Quelques semaines avant le premier anniversaire du début de la révolution, Bachar al-Assad faisait adopter, le 26 février 2011, une nouvelle Constitution. L’une de ses nouveautés les plus remarquées, par rapport à la Constitution de 1973 jusqu’alors en vigueur, était le retrait au parti Baath de son titre et de ses prérogatives de « dirigeant de l’Etat et de la société » (art. 8). Bachar al-Assad imaginait sans doute que cette nouvelle disposition contribuerait à désamorcer le mécontentement populaire. La suppression de cet article, qui contredisait le principe d’égalité entre tous les citoyens inscrit ailleurs dans le texte, faisait partie des revendications exprimées avec le plus de force au cours des premières semaines du soulèvement. Malheureusement, faute d’avoir répondu à temps à cette demande et, surtout, pour n’avoir opposé que le mépris et la violence aux aspirations du peuple syrien à plus de dignité et de justice, le jeune président ne satisfaisait pas les contestataires. Au cours de leurs manifestations hebdomadaires, ils avaient déjà réclamé beaucoup plus : le « retrait de la légitimité » de Bachar al-Assad (le 24 juin 2011) et le « dégagement » pur et simple (le 1er juillet 2011) du « traître qui tue son peuple ».

En cherchant à accorder une satisfaction symbolique à ceux qui contestaient sa légitimité et exigeaient qu’il abandonne sa place, le chef de l’Etat reconnaissait implicitement que le parti qui lui avait permis d’accéder au pouvoir, en juillet 2000, ne dirigeait en réalité rien du tout, et que son rôle dans l’Etat comme dans la société n’était au mieux qu’un rôle de façade. A dire vrai, il en était ainsi depuis le coup d’état du 8 mars 1963. Des officiers baathistes, membres d’un Comité militaire dont faisait partie le colonel Hafez al-Assad, s’étaient alors emparés du pouvoir, avec l’aide d’officiers nasériens qu’ils s’étaient empressés d’éliminer en organisant contre eux des procès iniques. Ils avaient immédiatement imposé l’état d’urgence et rapidement promulgué les lois d’exception qui allaient leur permettre d’exercer leur contrôle sur le pays durant près de 50 ans. Ils avaient interdit tous les partis politiques à l’exception de celui dont ils tiraient les ficelles et qui leur servait de paravent. Ils avaient finalement interdit la presse privée et nationalisé les médias, réduisant les journaux gouvernementaux à de simples organes de propagande.

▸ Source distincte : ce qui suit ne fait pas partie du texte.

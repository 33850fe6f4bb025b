use crate::errors::AppError;
use crate::models::AppData;
use std::{env, path::Path, path::PathBuf};
use tokio::fs;
use tracing::error;

pub fn resolve_data_path() -> Result<PathBuf, std::io::Error> {
    if let Ok(path) = env::var("APP_DATA_PATH") {
        return Ok(PathBuf::from(path));
    }

    Ok(PathBuf::from("data/devoluciones.json"))
}

pub async fn load_data(path: &Path) -> AppData {
    match fs::read(path).await {
        Ok(bytes) => match serde_json::from_slice(&bytes) {
            Ok(data) => data,
            Err(err) => {
                error!("failed to parse data file: {err}");
                AppData::seeded()
            }
        },
        Err(err) if err.kind() == std::io::ErrorKind::NotFound => AppData::seeded(),
        Err(err) => {
            error!("failed to read data file: {err}");
            AppData::seeded()
        }
    }
}

pub async fn persist_data(path: &Path, data: &AppData) -> Result<(), AppError> {
    let payload = serde_json::to_vec_pretty(data).map_err(AppError::internal)?;
    fs::write(path, payload).await.map_err(AppError::internal)?;
    Ok(())
}
use devoluciones_app::{AppState, alerts, load_data, resolve_data_path, router};
use std::{env, net::SocketAddr};
use tokio::fs;
use tracing::info;
use tracing_subscriber::{EnvFilter, fmt};

#[tokio::main]
async fn main() -> Result<(), Box<dyn std::error::Error>> {
    fmt()
        .with_env_filter(EnvFilter::from_default_env().add_directive("info".parse()?))
        .init();

    let data_path = resolve_data_path()?;
    if let Some(parent) = data_path.parent() {
        fs::create_dir_all(parent).await?;
    }

    let data = load_data(&data_path).await;
    let state = AppState::new(data_path, data);

    tokio::spawn(alerts::scan_loop(state.clone()));

    let app = router(state);

    let port = env::var("PORT")
        .ok()
        .and_then(|value| value.parse::<u16>().ok())
        .unwrap_or(8080);
    let addr = SocketAddr::from(([0, 0, 0, 0], port));

    info!("listening on http://{addr}");
    let listener = tokio::net::TcpListener::bind(addr).await?;
    axum::serve(listener, app).await?;

    Ok(())
}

Le coup de force des militaires, qui témoignait de leur mainmise sur le Baath et menaçait de paralysie la vie politique, avait conduit nombre de ses dirigeants civils de la première heure à quitter une formation où ils n’avaient plus leur place, dans laquelle ils ne se reconnaissaient plus et dont ils désapprouvaient la militarisation et l’instrumentalisation. Les choses n’avaient pas changé lorsque, en 1970, Hafez al-Assad promu général et ministre de la Défense suite à ses hauts-faits durant la Guerre de 1967, s’était imposé à la tête de l’Etat. Il avait liquidé ou embastillé pour des décennies ses principaux rivaux, dont son prédécesseur le président Noureddin al-Atassi, un civil sous influence étroite de son premier ministre, le général Salah Jadid. Mais il n’avait rien modifié à un système qui le laisserait libre d’exercer la réalité du pouvoir avec les officiers dont il choisirait de s’entourer, tout en imputant au Commandement régional du parti dont il était le plus haut personnage la responsabilité d’orientations et de décisions auxquelles ses membres civils étaient certes parfois associés, mais sur lesquelles ils étaient loin d’avoir le dernier mot.

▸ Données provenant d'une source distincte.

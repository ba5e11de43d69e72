//! Raw posting cache: one JSON array per `{source}_{company}.json`.

use super::{AtsKind, SourceError};
use crate::matching::RawPosting;
use chrono::{DateTime, Utc};
use serde::Serialize;
use serde_json::Value;
use std::collections::{BTreeMap, HashMap};
use std::fs;
use std::path::{Path, PathBuf};
use tracing::{debug, warn};

const ERROR_SUFFIX: &str = ".error.json";

pub fn company_file(dir: &Path, kind: AtsKind, company: &str) -> PathBuf {
    dir.join(format!("{kind}_{company}.json"))
}

pub fn error_file(dir: &Path, kind: AtsKind, company: &str) -> PathBuf {
    dir.join(format!("{kind}_{company}{ERROR_SUFFIX}"))
}

fn io_error(path: &Path) -> impl FnOnce(std::io::Error) -> SourceError + '_ {
    move |source| SourceError::Io {
        path: path.to_path_buf(),
        source,
    }
}

/// Reads one cache file as JSON records. Missing, unreadable or non-array files yield nothing.
fn read_records(path: &Path) -> Vec<Value> {
    let raw = match fs::read_to_string(path) {
        Ok(raw) => raw,
        Err(err) => {
            if err.kind() != std::io::ErrorKind::NotFound {
                warn!(path = %path.display(), error = %err, "unable to read cache file");
            }
            return Vec::new();
        }
    };

    match serde_json::from_str::<Value>(&raw) {
        Ok(Value::Array(records)) => records,
        Ok(_) => {
            warn!(path = %path.display(), "cache file is not a JSON array, skipping");
            Vec::new()
        }
        Err(err) => {
            warn!(path = %path.display(), error = %err, "cache file is not valid JSON, skipping");
            Vec::new()
        }
    }
}

/// Cached postings for one company; records that do not deserialize are dropped.
pub fn read_company(path: &Path) -> Vec<RawPosting> {
    read_records(path)
        .into_iter()
        .filter_map(|record| RawPosting::from_json(record).ok())
        .collect()
}

/// Every cached posting under `dir`, files in name order, error files skipped.
pub fn load_raw_postings(dir: &Path) -> Result<Vec<Value>, SourceError> {
    let entries = match fs::read_dir(dir) {
        Ok(entries) => entries,
        Err(err) if err.kind() == std::io::ErrorKind::NotFound => {
            warn!(dir = %dir.display(), "raw jobs directory does not exist");
            return Ok(Vec::new());
        }
        Err(err) => return Err(io_error(dir)(err)),
    };

    let mut files = Vec::new();
    for entry in entries {
        let path = entry.map_err(io_error(dir))?.path();
        let Some(name) = path.file_name().and_then(|name| name.to_str()) else {
            continue;
        };
        if name.ends_with(".json") && !name.ends_with(ERROR_SUFFIX) && path.is_file() {
            files.push(path);
        }
    }
    files.sort();

    let mut postings = Vec::new();
    for file in &files {
        let records = read_records(file);
        debug!(path = %file.display(), records = records.len(), "loaded cache file");
        postings.extend(records);
    }
    Ok(postings)
}

/// Cached postings keyed by id, for delta reuse during a refresh.
pub fn index_by_id(postings: &[RawPosting]) -> BTreeMap<String, RawPosting> {
    postings
        .iter()
        .filter_map(|posting| {
            posting
                .posting_id()
                .map(|id| (id.0, posting.clone()))
        })
        .collect()
}

/// Newest-first ordering key. Parsed instants sort above unparseable text.
#[derive(Debug, PartialEq, Eq, PartialOrd, Ord)]
enum Recency<'a> {
    Text(&'a str),
    At(DateTime<Utc>),
}

fn recency(posting: &RawPosting) -> Recency<'_> {
    let stamp = posting
        .posted_at
        .as_deref()
        .filter(|value| !value.is_empty())
        .or(posting.updated_at.as_deref())
        .unwrap_or("");
    match DateTime::parse_from_rfc3339(stamp) {
        Ok(parsed) => Recency::At(parsed.with_timezone(&Utc)),
        Err(_) => Recency::Text(stamp),
    }
}

/// Incoming records replace existing ones with the same id; new ids are appended.
/// The result is ordered newest first by `posted_at`, then `updated_at`.
pub fn merge(existing: &[RawPosting], incoming: Vec<RawPosting>) -> Vec<RawPosting> {
    let mut merged: Vec<RawPosting> = Vec::with_capacity(existing.len() + incoming.len());
    let mut positions: HashMap<String, usize> = HashMap::new();

    for posting in existing.iter().cloned().chain(incoming) {
        let Some(id) = posting.posting_id() else {
            continue;
        };
        match positions.get(&id.0) {
            Some(&index) => merged[index] = posting,
            None => {
                positions.insert(id.0, merged.len());
                merged.push(posting);
            }
        }
    }

    merged.sort_by(|left, right| recency(right).cmp(&recency(left)));
    merged
}

/// True when the id set or any `updated_at` differs.
pub fn changed(existing: &[RawPosting], merged: &[RawPosting]) -> bool {
    let before = index_by_id(existing);
    let after = index_by_id(merged);

    if before.len() != after.len() {
        return true;
    }

    after.iter().any(|(id, posting)| match before.get(id) {
        None => true,
        Some(previous) => {
            previous.updated_at.as_deref().unwrap_or("")
                != posting.updated_at.as_deref().unwrap_or("")
        }
    })
}

/// Writes pretty JSON through a sibling temp file and a rename.
pub fn write_atomic<T>(path: &Path, payload: &T) -> Result<(), SourceError>
where
    T: Serialize + ?Sized,
{
    if let Some(parent) = path.parent() {
        fs::create_dir_all(parent).map_err(io_error(parent))?;
    }

    let mut temp = path.as_os_str().to_owned();
    temp.push(".tmp");
    let temp = PathBuf::from(temp);

    let body = serde_json::to_string_pretty(payload)?;
    fs::write(&temp, body).map_err(io_error(&temp))?;
    fs::rename(&temp, path).map_err(io_error(path))
}

#[derive(Debug, Serialize)]
struct ErrorRecord<'a> {
    source: AtsKind,
    company: &'a str,
    error: String,
}

/// Records a failed company fetch next to its cache file.
pub fn write_error(
    dir: &Path,
    kind: AtsKind,
    company: &str,
    error: &dyn std::fmt::Display,
) -> Result<PathBuf, SourceError> {
    let path = error_file(dir, kind, company);
    write_atomic(
        &path,
        &ErrorRecord {
            source: kind,
            company,
            error: error.to_string(),
        },
    )?;
    Ok(path)
}

#[cfg(test)]
mod tests {
    use super::*;

    fn posting(id: &str, posted_at: Option<&str>, updated_at: Option<&str>) -> RawPosting {
        RawPosting {
            id: Some(id.to_string()),
            title: format!("Job {id}"),
            posted_at: posted_at.map(str::to_string),
            updated_at: updated_at.map(str::to_string),
            ..RawPosting::default()
        }
    }

    fn ids(postings: &[RawPosting]) -> Vec<&str> {
        postings.iter().filter_map(|p| p.id.as_deref()).collect()
    }

    #[test]
    fn file_names_follow_source_and_company() {
        let dir = Path::new("data/raw_jobs");
        assert_eq!(
            company_file(dir, AtsKind::Greenhouse, "stripe"),
            PathBuf::from("data/raw_jobs/greenhouse_stripe.json")
        );
        assert_eq!(
            error_file(dir, AtsKind::Lever, "acme"),
            PathBuf::from("data/raw_jobs/lever_acme.error.json")
        );
    }

    #[test]
    fn merge_overrides_appends_and_sorts_newest_first() {
        let existing = vec![
            posting("1", Some("2025-01-01"), Some("a")),
            posting("2", Some("2025-01-03"), Some("a")),
        ];
        let incoming = vec![
            posting("1", Some("2025-01-05"), Some("b")),
            posting("3", None, Some("2025-01-02")),
        ];

        let merged = merge(&existing, incoming);

        assert_eq!(ids(&merged), vec!["1", "2", "3"]);
        assert_eq!(merged[0].updated_at.as_deref(), Some("b"));
    }

    #[test]
    fn merge_orders_timestamps_by_instant_across_offsets() {
        let merged = merge(
            &[],
            vec![
                posting("lever", Some("2025-03-01T12:00:00+00:00"), None),
                posting("greenhouse", None, Some("2025-03-01T10:00:00-05:00")),
                posting("undated", None, None),
                posting("garbled", Some("last tuesday"), None),
            ],
        );

        assert_eq!(ids(&merged), vec!["greenhouse", "lever", "garbled", "undated"]);
    }

    #[test]
    fn merge_skips_records_without_ids() {
        let mut anonymous = posting("x", None, None);
        anonymous.id = None;
        let merged = merge(&[], vec![anonymous, posting("1", None, None)]);
        assert_eq!(ids(&merged), vec!["1"]);
    }

    #[test]
    fn change_detection_tracks_ids_and_updates() {
        let existing = vec![posting("1", None, Some("a")), posting("2", None, None)];

        assert!(!changed(&existing, &existing.clone()));
        assert!(changed(&existing, &[posting("1", None, Some("a"))]));
        assert!(changed(
            &existing,
            &[posting("1", None, Some("b")), posting("2", None, None)]
        ));
        assert!(changed(
            &existing,
            &[posting("1", None, Some("a")), posting("3", None, None)]
        ));
    }
}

La marginalisation des responsables civils du parti était apparue dans toute sa dimension à la fin des années 1970 et au début de la décennie 1980. Au lieu de rechercher une solution politique à la crise et aux mécontentements dont la confrontation avec les Frères Musulmans n’était qu’un élément, les militaires avaient choisi le recours à la force. Sous l’influence du général Rifaat al-Assad, frère et éminence grise du chef de l’Etat, qui s’était doté d’une armée particulière à sa dévotion, les Brigades de Défense, ils avaient opté – déjà… – pour une stratégie de l’escalade dans laquelle ils auraient toujours un coup d’avance, et pour l’éradication définitive, par la force des armes, de la contestation. Ils n’avaient pris la peine de consulter les membres civils du Commandement régional, ni après le massacre des aspirants alaouites de l’Ecole d’Artillerie d’Alep, le 16 juin 1979, ni après l’attentat avorté contre Hafez al-Assad, le 26 juin 1980.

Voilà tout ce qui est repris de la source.